=== Section Start ===
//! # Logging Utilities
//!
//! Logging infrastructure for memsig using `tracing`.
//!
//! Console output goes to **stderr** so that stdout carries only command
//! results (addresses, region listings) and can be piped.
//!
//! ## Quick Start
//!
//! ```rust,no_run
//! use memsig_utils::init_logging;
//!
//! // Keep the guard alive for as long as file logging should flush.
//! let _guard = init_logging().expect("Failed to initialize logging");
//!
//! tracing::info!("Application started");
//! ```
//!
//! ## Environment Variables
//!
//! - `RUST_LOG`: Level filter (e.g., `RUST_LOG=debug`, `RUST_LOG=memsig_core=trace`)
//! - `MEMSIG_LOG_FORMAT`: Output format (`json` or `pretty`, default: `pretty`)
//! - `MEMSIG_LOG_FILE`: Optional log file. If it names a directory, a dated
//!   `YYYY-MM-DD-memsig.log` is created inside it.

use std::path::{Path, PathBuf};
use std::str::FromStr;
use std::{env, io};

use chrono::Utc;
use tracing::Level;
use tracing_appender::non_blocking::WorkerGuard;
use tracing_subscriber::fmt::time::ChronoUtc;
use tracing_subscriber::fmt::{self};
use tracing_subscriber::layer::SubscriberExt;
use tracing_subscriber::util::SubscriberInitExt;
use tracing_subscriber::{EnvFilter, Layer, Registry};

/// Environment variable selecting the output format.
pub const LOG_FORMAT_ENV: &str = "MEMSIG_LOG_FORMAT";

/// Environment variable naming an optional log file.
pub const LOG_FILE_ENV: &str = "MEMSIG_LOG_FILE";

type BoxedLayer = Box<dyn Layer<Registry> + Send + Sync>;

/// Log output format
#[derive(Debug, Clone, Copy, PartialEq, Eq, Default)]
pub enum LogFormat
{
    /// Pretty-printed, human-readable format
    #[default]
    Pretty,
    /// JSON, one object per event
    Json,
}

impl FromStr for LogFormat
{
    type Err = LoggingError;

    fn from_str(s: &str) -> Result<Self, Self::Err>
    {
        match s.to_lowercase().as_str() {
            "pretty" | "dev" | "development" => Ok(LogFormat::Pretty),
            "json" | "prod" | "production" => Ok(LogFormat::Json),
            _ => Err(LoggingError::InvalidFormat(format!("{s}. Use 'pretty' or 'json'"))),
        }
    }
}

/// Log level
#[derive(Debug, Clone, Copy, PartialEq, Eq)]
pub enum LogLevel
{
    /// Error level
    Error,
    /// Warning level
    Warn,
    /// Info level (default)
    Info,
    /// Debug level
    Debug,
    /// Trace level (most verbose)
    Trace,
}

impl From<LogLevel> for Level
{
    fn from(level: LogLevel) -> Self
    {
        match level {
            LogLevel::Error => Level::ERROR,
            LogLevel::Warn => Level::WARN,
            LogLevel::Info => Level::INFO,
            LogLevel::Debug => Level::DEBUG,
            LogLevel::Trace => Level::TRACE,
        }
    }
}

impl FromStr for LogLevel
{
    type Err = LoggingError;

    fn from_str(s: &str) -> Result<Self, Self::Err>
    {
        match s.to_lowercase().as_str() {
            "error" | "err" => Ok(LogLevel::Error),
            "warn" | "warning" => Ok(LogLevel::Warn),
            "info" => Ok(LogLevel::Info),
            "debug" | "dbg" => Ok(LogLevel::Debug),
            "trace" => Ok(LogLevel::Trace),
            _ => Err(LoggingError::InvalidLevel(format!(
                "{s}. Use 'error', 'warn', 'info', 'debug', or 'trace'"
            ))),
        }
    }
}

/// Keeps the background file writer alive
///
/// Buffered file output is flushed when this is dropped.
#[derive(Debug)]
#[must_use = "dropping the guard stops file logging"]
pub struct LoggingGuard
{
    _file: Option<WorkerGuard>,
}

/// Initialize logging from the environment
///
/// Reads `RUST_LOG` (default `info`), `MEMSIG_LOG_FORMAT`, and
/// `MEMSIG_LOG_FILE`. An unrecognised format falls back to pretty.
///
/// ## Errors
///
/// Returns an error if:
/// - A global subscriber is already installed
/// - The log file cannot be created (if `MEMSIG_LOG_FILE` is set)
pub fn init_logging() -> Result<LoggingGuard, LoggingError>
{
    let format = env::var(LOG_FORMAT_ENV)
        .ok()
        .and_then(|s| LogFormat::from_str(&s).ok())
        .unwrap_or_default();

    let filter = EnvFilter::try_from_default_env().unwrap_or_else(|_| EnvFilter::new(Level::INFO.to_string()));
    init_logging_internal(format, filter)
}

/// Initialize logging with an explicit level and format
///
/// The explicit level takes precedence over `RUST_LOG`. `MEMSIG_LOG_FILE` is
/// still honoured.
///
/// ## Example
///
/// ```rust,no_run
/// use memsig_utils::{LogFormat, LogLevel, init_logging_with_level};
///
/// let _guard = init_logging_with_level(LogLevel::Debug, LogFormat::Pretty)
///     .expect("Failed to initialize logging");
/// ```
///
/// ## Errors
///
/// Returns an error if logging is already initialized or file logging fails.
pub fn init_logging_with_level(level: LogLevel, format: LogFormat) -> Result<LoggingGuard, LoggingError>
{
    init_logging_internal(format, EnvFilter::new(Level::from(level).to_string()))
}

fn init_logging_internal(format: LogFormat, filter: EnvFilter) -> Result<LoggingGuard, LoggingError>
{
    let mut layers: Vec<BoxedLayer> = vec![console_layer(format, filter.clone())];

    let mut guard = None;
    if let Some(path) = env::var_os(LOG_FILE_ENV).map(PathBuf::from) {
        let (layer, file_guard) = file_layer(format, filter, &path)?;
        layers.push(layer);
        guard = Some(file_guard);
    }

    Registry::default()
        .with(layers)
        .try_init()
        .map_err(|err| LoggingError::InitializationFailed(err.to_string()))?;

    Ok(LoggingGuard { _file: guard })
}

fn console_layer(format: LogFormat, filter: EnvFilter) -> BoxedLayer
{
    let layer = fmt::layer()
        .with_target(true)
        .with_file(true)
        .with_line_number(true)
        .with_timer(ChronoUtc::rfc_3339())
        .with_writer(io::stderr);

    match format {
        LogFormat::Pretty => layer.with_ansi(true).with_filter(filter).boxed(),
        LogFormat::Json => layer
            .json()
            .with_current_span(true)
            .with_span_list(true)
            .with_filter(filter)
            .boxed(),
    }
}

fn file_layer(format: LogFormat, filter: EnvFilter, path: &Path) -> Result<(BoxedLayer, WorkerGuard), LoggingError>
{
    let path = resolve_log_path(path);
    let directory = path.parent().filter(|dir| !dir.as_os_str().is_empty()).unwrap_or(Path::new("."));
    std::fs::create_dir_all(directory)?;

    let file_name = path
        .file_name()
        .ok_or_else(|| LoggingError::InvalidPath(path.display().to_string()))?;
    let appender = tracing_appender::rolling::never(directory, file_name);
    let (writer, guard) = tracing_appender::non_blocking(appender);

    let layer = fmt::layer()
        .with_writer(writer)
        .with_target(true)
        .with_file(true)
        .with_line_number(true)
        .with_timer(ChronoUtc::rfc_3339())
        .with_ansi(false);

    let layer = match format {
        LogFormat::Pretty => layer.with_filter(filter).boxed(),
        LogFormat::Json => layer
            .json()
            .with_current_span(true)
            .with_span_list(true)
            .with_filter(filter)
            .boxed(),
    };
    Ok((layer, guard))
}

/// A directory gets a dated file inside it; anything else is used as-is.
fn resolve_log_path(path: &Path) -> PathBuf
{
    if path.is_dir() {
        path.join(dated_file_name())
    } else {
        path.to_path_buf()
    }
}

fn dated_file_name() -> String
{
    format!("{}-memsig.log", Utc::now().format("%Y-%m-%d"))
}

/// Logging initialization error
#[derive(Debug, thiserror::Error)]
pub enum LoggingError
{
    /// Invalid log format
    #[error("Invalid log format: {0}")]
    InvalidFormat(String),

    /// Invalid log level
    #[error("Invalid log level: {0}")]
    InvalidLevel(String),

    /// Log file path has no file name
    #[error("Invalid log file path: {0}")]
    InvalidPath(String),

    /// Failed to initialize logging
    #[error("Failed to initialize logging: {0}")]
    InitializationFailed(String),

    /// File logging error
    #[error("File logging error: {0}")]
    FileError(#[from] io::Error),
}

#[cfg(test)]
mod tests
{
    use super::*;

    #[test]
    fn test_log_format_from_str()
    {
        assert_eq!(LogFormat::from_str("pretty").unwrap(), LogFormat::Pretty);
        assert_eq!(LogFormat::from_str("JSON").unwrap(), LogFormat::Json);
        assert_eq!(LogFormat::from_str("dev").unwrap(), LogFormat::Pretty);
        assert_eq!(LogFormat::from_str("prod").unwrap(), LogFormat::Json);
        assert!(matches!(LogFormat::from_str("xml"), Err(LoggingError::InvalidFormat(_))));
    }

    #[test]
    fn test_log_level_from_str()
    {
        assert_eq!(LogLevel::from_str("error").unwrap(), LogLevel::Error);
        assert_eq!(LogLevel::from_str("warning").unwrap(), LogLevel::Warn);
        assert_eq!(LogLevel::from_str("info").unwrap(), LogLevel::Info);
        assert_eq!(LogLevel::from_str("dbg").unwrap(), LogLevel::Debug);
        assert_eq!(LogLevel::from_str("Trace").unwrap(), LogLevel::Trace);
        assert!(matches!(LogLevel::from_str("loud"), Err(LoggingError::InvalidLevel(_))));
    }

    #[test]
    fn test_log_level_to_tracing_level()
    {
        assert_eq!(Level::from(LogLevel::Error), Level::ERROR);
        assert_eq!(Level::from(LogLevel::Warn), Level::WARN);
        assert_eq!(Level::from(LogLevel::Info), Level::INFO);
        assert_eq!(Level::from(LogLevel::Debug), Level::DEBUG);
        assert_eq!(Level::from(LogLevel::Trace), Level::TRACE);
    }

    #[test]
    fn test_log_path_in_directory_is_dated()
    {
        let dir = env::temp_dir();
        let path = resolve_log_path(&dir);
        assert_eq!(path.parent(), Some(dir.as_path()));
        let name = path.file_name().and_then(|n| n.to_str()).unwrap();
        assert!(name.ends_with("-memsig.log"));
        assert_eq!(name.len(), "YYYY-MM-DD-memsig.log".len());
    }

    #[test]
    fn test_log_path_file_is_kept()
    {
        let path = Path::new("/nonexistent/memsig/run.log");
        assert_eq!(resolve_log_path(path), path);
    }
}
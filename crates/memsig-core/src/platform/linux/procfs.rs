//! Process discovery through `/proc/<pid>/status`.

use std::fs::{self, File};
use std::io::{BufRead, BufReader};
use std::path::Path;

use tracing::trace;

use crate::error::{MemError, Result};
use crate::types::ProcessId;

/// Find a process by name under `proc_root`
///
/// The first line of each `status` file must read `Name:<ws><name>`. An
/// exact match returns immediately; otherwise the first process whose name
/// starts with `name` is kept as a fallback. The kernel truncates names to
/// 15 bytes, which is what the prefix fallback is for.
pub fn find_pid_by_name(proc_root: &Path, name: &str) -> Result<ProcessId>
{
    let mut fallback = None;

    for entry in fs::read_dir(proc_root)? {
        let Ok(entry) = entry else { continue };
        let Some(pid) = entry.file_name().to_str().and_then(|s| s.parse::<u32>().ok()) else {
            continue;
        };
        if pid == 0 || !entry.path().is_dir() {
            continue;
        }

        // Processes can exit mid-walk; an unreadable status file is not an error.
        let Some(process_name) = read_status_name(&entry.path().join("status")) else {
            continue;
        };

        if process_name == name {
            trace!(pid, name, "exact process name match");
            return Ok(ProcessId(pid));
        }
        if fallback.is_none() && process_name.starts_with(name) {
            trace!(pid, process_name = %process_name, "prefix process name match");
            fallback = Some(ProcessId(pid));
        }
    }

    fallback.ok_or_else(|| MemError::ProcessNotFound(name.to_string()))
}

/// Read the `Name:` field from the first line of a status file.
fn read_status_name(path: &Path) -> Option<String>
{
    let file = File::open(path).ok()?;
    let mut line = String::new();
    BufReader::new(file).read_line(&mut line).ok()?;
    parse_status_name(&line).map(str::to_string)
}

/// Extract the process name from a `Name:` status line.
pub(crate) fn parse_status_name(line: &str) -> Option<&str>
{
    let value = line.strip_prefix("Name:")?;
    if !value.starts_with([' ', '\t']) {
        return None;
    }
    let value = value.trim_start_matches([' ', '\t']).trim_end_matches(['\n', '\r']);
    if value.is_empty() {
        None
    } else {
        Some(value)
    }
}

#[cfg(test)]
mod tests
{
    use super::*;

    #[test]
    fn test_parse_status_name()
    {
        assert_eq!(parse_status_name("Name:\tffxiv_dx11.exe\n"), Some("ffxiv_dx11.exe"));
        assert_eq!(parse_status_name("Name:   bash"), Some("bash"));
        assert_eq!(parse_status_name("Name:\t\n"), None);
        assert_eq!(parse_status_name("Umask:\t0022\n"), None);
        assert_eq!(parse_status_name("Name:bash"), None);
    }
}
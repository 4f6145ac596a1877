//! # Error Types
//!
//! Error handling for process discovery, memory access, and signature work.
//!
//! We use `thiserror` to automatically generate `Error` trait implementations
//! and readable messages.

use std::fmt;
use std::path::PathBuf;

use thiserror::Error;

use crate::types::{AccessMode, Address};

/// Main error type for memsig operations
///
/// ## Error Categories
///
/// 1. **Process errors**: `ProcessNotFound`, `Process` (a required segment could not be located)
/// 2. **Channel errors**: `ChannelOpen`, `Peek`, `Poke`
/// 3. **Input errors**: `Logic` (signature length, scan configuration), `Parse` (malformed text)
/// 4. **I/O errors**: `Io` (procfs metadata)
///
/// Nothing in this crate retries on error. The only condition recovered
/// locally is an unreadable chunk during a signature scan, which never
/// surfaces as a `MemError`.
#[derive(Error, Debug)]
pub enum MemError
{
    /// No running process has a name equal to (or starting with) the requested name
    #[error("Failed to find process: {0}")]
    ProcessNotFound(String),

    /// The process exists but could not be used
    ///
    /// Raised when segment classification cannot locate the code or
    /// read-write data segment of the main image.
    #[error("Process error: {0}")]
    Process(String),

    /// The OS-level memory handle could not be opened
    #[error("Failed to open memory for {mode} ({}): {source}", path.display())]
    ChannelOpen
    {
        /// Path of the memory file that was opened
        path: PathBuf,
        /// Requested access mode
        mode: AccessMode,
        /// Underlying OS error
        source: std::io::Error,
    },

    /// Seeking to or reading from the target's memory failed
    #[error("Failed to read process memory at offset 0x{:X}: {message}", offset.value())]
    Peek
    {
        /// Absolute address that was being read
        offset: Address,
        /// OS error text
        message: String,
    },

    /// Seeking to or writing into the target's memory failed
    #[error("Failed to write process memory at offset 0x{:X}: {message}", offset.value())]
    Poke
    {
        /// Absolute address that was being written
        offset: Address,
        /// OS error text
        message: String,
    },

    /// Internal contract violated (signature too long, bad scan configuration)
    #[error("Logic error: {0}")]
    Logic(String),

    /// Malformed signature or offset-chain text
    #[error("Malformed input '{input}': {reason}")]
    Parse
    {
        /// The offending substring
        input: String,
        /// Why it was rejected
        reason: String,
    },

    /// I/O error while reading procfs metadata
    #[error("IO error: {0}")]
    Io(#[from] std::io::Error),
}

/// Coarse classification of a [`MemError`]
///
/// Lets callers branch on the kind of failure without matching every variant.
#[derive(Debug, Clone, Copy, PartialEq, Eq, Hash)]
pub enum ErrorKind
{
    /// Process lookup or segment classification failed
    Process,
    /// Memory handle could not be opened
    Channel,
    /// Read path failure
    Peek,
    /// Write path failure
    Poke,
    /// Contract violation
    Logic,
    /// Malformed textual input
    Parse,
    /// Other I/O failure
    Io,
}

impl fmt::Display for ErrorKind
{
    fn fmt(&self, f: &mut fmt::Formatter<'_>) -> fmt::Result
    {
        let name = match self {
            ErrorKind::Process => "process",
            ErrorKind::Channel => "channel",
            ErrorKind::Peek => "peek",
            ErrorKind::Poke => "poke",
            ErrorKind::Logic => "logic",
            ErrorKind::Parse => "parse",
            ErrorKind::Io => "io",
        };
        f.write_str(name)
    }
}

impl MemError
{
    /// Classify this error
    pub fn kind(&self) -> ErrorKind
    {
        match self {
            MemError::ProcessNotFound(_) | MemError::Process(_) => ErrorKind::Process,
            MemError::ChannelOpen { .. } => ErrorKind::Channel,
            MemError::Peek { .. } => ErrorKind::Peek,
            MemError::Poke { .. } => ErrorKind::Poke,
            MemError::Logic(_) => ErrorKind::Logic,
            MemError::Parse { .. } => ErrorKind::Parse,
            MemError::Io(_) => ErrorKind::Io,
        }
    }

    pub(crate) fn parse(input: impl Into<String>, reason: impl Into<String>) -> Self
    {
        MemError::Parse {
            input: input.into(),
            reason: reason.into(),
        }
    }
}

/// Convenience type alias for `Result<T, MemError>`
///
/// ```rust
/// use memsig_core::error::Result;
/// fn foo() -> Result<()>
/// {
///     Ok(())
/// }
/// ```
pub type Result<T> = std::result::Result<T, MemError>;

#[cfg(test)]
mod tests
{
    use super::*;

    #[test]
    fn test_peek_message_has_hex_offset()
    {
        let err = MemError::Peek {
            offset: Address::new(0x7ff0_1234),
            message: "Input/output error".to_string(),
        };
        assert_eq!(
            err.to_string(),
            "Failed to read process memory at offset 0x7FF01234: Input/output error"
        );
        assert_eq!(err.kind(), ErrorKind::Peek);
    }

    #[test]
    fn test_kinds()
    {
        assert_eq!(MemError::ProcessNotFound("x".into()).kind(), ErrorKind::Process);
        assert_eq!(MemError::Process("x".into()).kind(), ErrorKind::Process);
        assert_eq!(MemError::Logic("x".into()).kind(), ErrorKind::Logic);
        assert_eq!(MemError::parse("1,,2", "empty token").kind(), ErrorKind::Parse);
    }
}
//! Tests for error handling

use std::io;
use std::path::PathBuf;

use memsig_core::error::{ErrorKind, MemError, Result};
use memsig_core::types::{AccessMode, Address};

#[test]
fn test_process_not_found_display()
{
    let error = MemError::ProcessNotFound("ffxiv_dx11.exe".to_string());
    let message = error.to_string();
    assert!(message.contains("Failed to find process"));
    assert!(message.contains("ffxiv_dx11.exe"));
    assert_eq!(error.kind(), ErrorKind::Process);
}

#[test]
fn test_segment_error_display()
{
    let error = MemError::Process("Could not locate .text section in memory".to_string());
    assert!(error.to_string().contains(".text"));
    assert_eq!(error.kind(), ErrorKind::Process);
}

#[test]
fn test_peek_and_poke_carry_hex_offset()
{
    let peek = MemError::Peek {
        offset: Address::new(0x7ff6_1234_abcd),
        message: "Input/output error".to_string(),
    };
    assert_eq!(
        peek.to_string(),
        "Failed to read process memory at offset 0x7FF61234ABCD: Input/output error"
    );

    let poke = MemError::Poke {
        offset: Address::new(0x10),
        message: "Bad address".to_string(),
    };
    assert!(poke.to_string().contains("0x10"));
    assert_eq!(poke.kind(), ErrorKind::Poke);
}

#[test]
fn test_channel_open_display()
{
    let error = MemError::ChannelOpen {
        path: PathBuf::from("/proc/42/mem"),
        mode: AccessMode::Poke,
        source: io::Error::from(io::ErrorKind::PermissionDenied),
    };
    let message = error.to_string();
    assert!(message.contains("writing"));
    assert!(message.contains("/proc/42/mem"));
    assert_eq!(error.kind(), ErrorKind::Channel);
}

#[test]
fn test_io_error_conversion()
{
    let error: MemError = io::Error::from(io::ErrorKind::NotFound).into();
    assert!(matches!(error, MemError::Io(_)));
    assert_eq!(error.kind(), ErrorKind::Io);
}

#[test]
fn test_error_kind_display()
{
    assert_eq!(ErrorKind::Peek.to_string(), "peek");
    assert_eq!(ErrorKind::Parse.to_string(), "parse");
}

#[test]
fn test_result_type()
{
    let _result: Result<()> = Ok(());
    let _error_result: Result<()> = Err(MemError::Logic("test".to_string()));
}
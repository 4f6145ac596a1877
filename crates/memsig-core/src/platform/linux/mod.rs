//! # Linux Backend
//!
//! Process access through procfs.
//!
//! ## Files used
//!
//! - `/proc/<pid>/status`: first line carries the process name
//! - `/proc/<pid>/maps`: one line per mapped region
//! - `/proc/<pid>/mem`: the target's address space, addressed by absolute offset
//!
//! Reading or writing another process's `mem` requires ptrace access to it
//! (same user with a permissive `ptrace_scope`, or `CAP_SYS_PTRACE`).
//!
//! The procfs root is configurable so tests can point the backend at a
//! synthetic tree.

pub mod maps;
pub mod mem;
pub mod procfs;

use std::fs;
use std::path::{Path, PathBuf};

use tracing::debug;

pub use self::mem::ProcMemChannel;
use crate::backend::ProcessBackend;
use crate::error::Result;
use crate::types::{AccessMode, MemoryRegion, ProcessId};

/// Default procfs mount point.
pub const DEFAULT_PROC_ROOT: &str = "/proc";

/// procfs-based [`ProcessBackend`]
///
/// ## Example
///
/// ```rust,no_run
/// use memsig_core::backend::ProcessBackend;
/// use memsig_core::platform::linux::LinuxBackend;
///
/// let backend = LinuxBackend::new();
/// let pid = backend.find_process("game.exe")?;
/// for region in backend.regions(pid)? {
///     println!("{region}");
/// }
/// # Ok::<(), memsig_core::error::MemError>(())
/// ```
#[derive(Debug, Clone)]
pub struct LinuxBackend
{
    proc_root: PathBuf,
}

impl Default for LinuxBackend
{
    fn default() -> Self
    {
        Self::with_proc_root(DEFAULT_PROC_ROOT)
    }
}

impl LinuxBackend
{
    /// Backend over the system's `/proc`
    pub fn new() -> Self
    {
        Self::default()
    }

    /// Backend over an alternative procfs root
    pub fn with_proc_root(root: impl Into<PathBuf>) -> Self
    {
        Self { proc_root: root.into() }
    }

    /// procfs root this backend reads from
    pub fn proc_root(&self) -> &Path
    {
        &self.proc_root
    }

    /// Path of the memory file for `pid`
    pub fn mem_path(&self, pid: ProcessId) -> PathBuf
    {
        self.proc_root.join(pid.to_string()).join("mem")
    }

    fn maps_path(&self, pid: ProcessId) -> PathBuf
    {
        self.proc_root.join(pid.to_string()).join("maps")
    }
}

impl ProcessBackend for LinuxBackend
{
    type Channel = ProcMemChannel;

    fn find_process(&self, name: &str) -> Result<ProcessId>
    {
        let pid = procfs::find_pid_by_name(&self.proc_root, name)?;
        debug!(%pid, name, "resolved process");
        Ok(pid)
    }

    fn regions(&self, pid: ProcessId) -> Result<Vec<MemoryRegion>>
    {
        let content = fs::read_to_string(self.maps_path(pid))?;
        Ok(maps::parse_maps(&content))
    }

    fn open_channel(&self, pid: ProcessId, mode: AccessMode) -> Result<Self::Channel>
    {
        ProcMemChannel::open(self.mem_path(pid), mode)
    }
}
=== Section End ===
• **Instructions to follow**: In your reply, restate exactly the lines from the start of the records above through the line holding "pub const LOG_FILE_ENV: &str", including both, and nothing else.

• **Output of the task**:
//! # Logging Utilities
//!
//! Logging infrastructure for memsig using `tracing`.
//!
//! Console output goes to **stderr** so that stdout carries only command
//! results (addresses, region listings) and can be piped.
//!
//! ## Quick Start
//!
//! ```rust,no_run
//! use memsig_utils::init_logging;
//!
//! // Keep the guard alive for as long as file logging should flush.
//! let _guard = init_logging().expect("Failed to initialize logging");
//!
//! tracing::info!("Application started");
//! ```
//!
//! ## Environment Variables
//!
//! - `RUST_LOG`: Level filter (e.g., `RUST_LOG=debug`, `RUST_LOG=memsig_core=trace`)
//! - `MEMSIG_LOG_FORMAT`: Output format (`json` or `pretty`, default: `pretty`)
//! - `MEMSIG_LOG_FILE`: Optional log file. If it names a directory, a dated
//!   `YYYY-MM-DD-memsig.log` is created inside it.

use std::path::{Path, PathBuf};
use std::str::FromStr;
use std::{env, io};

use chrono::Utc;
use tracing::Level;
use tracing_appender::non_blocking::WorkerGuard;
use tracing_subscriber::fmt::time::ChronoUtc;
use tracing_subscriber::fmt::{self};
use tracing_subscriber::layer::SubscriberExt;
use tracing_subscriber::util::SubscriberInitExt;
use tracing_subscriber::{EnvFilter, Layer, Registry};

/// Environment variable selecting the output format.
pub const LOG_FORMAT_ENV: &str = "MEMSIG_LOG_FORMAT";

/// Environment variable naming an optional log file.
pub const LOG_FILE_ENV: &str = "MEMSIG_LOG_FILE";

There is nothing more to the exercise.